Word for word, repeat each of the records below.

Exercise materials section start

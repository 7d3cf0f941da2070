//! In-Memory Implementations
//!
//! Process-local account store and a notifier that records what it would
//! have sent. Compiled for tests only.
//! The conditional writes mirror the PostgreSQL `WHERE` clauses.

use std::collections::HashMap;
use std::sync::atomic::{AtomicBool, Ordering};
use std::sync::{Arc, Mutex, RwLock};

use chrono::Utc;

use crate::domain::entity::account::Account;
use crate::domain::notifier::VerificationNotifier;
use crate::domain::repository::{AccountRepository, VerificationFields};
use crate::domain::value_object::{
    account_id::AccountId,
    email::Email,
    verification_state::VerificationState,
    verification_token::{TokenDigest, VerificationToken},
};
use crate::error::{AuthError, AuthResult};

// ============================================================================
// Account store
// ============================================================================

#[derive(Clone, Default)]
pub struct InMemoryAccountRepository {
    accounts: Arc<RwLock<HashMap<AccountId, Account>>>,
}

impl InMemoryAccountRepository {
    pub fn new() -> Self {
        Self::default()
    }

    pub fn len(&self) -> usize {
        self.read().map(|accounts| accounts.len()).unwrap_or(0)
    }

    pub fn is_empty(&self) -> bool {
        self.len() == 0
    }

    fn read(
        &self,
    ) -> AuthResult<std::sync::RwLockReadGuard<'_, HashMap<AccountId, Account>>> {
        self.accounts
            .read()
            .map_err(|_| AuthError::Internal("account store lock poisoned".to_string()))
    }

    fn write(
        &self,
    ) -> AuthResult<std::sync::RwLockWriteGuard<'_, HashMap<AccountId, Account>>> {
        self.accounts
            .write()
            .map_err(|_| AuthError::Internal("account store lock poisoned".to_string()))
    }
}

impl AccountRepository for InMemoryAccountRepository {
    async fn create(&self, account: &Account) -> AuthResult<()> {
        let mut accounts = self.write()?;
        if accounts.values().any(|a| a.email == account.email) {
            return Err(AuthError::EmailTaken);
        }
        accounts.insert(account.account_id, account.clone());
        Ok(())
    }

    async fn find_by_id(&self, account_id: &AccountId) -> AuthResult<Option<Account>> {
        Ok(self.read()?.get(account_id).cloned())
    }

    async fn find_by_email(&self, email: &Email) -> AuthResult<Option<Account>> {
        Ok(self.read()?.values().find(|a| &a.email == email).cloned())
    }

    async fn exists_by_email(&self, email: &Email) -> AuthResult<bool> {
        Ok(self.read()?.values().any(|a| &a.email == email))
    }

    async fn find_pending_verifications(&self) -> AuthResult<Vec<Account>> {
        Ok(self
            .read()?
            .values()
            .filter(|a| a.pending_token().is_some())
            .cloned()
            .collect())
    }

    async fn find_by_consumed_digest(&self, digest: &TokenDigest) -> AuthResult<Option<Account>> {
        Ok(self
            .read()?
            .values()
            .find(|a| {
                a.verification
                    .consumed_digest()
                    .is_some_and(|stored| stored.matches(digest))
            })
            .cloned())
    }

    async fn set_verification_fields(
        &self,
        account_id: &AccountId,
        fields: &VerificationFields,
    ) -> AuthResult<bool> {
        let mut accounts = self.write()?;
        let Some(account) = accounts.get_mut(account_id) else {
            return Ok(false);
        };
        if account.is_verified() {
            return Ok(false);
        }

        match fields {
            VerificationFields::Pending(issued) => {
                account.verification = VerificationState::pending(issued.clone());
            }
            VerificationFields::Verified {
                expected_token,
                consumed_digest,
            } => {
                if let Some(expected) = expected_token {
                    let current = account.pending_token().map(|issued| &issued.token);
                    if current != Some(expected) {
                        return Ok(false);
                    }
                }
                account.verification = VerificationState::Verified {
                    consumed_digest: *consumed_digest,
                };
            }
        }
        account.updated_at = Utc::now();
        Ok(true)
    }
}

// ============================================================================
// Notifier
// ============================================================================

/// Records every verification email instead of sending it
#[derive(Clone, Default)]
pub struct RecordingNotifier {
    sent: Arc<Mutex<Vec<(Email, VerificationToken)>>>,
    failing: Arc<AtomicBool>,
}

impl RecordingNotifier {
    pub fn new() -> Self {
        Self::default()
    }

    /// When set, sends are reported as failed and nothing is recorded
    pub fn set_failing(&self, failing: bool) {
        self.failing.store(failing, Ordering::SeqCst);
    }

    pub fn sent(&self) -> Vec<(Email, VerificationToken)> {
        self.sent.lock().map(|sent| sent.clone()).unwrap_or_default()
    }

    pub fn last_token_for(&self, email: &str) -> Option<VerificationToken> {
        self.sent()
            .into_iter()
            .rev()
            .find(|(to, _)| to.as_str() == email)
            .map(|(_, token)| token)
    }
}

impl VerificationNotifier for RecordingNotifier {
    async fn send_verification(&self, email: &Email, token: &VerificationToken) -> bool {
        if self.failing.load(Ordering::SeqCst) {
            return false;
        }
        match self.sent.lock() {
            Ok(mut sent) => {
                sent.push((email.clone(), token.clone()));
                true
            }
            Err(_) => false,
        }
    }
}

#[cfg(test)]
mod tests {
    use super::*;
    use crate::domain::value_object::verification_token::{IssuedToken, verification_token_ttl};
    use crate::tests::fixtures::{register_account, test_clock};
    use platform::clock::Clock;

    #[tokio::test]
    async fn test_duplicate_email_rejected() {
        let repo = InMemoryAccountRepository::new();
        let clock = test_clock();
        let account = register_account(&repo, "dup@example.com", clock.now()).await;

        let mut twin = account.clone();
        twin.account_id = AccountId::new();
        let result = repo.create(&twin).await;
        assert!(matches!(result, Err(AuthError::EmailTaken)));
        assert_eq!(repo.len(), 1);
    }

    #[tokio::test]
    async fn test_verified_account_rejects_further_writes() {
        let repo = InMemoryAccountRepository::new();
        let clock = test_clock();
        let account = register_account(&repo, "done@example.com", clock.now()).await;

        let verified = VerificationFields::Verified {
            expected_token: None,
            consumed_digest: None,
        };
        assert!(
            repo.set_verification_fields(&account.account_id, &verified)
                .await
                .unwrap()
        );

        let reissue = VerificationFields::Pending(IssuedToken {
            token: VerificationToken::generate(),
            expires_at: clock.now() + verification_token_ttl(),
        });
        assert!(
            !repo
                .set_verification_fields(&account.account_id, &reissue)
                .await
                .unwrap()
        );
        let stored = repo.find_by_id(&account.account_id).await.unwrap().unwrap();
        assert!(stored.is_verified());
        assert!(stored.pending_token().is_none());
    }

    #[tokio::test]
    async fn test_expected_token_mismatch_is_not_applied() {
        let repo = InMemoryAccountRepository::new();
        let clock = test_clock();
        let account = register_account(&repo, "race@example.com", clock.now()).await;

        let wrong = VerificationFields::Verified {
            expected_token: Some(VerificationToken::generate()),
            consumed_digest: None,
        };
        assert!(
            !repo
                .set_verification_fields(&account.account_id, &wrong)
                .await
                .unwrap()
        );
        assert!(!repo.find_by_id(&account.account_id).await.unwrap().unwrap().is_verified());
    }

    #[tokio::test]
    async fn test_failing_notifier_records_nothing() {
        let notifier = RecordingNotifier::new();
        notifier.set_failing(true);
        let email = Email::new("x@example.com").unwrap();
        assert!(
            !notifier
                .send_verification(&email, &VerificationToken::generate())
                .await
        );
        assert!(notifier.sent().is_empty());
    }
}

Exercise materials section end

## Exercise output
repository 7d3cf0f941da2070
//! In-Memory Implementations
//!
//! Process-local account store and a notifier that records what it would
//! have sent. Compiled for tests only.
//! The conditional writes mirror the PostgreSQL `WHERE` clauses.

use std::collections::HashMap;
use std::sync::atomic::{AtomicBool, Ordering};
use std::sync::{Arc, Mutex, RwLock};

use chrono::Utc;

use crate::domain::entity::account::Account;
use crate::domain::notifier::VerificationNotifier;
use crate::domain::repository::{AccountRepository, VerificationFields};
use crate::domain::value_object::{
    account_id::AccountId,
    email::Email,
    verification_state::VerificationState,
    verification_token::{TokenDigest, VerificationToken},
};
use crate::error::{AuthError, AuthResult};

// ============================================================================
// Account store
// ============================================================================

#[derive(Clone, Default)]
pub struct InMemoryAccountRepository {
    accounts: Arc<RwLock<HashMap<AccountId, Account>>>,
}

impl InMemoryAccountRepository {
    pub fn new() -> Self {
        Self::default()
    }

    pub fn len(&self) -> usize {
        self.read().map(|accounts| accounts.len()).unwrap_or(0)
    }

    pub fn is_empty(&self) -> bool {
        self.len() == 0
    }

    fn read(
        &self,
    ) -> AuthResult<std::sync::RwLockReadGuard<'_, HashMap<AccountId, Account>>> {
        self.accounts
            .read()
            .map_err(|_| AuthError::Internal("account store lock poisoned".to_string()))
    }

    fn write(
        &self,
    ) -> AuthResult<std::sync::RwLockWriteGuard<'_, HashMap<AccountId, Account>>> {
        self.accounts
            .write()
            .map_err(|_| AuthError::Internal("account store lock poisoned".to_string()))
    }
}

impl AccountRepository for InMemoryAccountRepository {
    async fn create(&self, account: &Account) -> AuthResult<()> {
        let mut accounts = self.write()?;
        if accounts.values().any(|a| a.email == account.email) {
            return Err(AuthError::EmailTaken);
        }
        accounts.insert(account.account_id, account.clone());
        Ok(())
    }

    async fn find_by_id(&self, account_id: &AccountId) -> AuthResult<Option<Account>> {
        Ok(self.read()?.get(account_id).cloned())
    }

    async fn find_by_email(&self, email: &Email) -> AuthResult<Option<Account>> {
        Ok(self.read()?.values().find(|a| &a.email == email).cloned())
    }

    async fn exists_by_email(&self, email: &Email) -> AuthResult<bool> {
        Ok(self.read()?.values().any(|a| &a.email == email))
    }

    async fn find_pending_verifications(&self) -> AuthResult<Vec<Account>> {
        Ok(self
            .read()?
            .values()
            .filter(|a| a.pending_token().is_some())
            .cloned()
            .collect())
    }

    async fn find_by_consumed_digest(&self, digest: &TokenDigest) -> AuthResult<Option<Account>> {
        Ok(self
            .read()?
            .values()
            .find(|a| {
                a.verification
                    .consumed_digest()
                    .is_some_and(|stored| stored.matches(digest))
            })
            .cloned())
    }

    async fn set_verification_fields(
        &self,
        account_id: &AccountId,
        fields: &VerificationFields,
    ) -> AuthResult<bool> {
        let mut accounts = self.write()?;
        let Some(account) = accounts.get_mut(account_id) else {
            return Ok(false);
        };
        if account.is_verified() {
            return Ok(false);
        }

        match fields {
            VerificationFields::Pending(issued) => {
                account.verification = VerificationState::pending(issued.clone());
            }
            VerificationFields::Verified {
                expected_token,
                consumed_digest,
            } => {
                if let Some(expected) = expected_token {
                    let current = account.pending_token().map(|issued| &issued.token);
                    if current != Some(expected) {
                        return Ok(false);
                    }
                }
                account.verification = VerificationState::Verified {
                    consumed_digest: *consumed_digest,
                };
            }
        }
        account.updated_at = Utc::now();
        Ok(true)
    }
}

// ============================================================================
// Notifier
// ============================================================================

/// Records every verification email instead of sending it
#[derive(Clone, Default)]
pub struct RecordingNotifier {
    sent: Arc<Mutex<Vec<(Email, VerificationToken)>>>,
    failing: Arc<AtomicBool>,
}

impl RecordingNotifier {
    pub fn new() -> Self {
        Self::default()
    }

    /// When set, sends are reported as failed and nothing is recorded
    pub fn set_failing(&self, failing: bool) {
        self.failing.store(failing, Ordering::SeqCst);
    }

    pub fn sent(&self) -> Vec<(Email, VerificationToken)> {
        self.sent.lock().map(|sent| sent.clone()).unwrap_or_default()
    }

    pub fn last_token_for(&self, email: &str) -> Option<VerificationToken> {
        self.sent()
            .into_iter()
            .rev()
            .find(|(to, _)| to.as_str() == email)
            .map(|(_, token)| token)
    }
}

impl VerificationNotifier for RecordingNotifier {
    async fn send_verification(&self, email: &Email, token: &VerificationToken) -> bool {
        if self.failing.load(Ordering::SeqCst) {
            return false;
        }
        match self.sent.lock() {
            Ok(mut sent) => {
                sent.push((email.clone(), token.clone()));
                true
            }
            Err(_) => false,
        }
    }
}

#[cfg(test)]
mod tests {
    use super::*;
    use crate::domain::value_object::verification_token::{IssuedToken, verification_token_ttl};
    use crate::tests::fixtures::{register_account, test_clock};
    use platform::clock::Clock;

    #[tokio::test]
    async fn test_duplicate_email_rejected() {
        let repo = InMemoryAccountRepository::new();
        let clock = test_clock();
        let account = register_account(&repo, "dup@example.com", clock.now()).await;

        let mut twin = account.clone();
        twin.account_id = AccountId::new();
        let result = repo.create(&twin).await;
        assert!(matches!(result, Err(AuthError::EmailTaken)));
        assert_eq!(repo.len(), 1);
    }

    #[tokio::test]
    async fn test_verified_account_rejects_further_writes() {
        let repo = InMemoryAccountRepository::new();
        let clock = test_clock();
        let account = register_account(&repo, "done@example.com", clock.now()).await;

        let verified = VerificationFields::Verified {
            expected_token: None,
            consumed_digest: None,
        };
        assert!(
            repo.set_verification_fields(&account.account_id, &verified)
                .await
                .unwrap()
        );

        let reissue = VerificationFields::Pending(IssuedToken {
            token: VerificationToken::generate(),
            expires_at: clock.now() + verification_token_ttl(),
        });
        assert!(
            !repo
                .set_verification_fields(&account.account_id, &reissue)
                .await
                .unwrap()
        );
        let stored = repo.find_by_id(&account.account_id).await.unwrap().unwrap();
        assert!(stored.is_verified());
        assert!(stored.pending_token().is_none());
    }

    #[tokio::test]
    async fn test_expected_token_mismatch_is_not_applied() {
        let repo = InMemoryAccountRepository::new();
        let clock = test_clock();
        let account = register_account(&repo, "race@example.com", clock.now()).await;

        let wrong = VerificationFields::Verified {
            expected_token: Some(VerificationToken::generate()),
            consumed_digest: None,
        };
        assert!(
            !repo
                .set_verification_fields(&account.account_id, &wrong)
                .await
                .unwrap()
        );
        assert!(!repo.find_by_id(&account.account_id).await.unwrap().unwrap().is_verified());
    }

    #[tokio::test]
    async fn test_failing_notifier_records_nothing() {
        let notifier = RecordingNotifier::new();
        notifier.set_failing(true);
        let email = Email::new("x@example.com").unwrap();
        assert!(
            !notifier
                .send_verification(&email, &VerificationToken::generate())
                .await
        );
        assert!(notifier.sent().is_empty());
    }
}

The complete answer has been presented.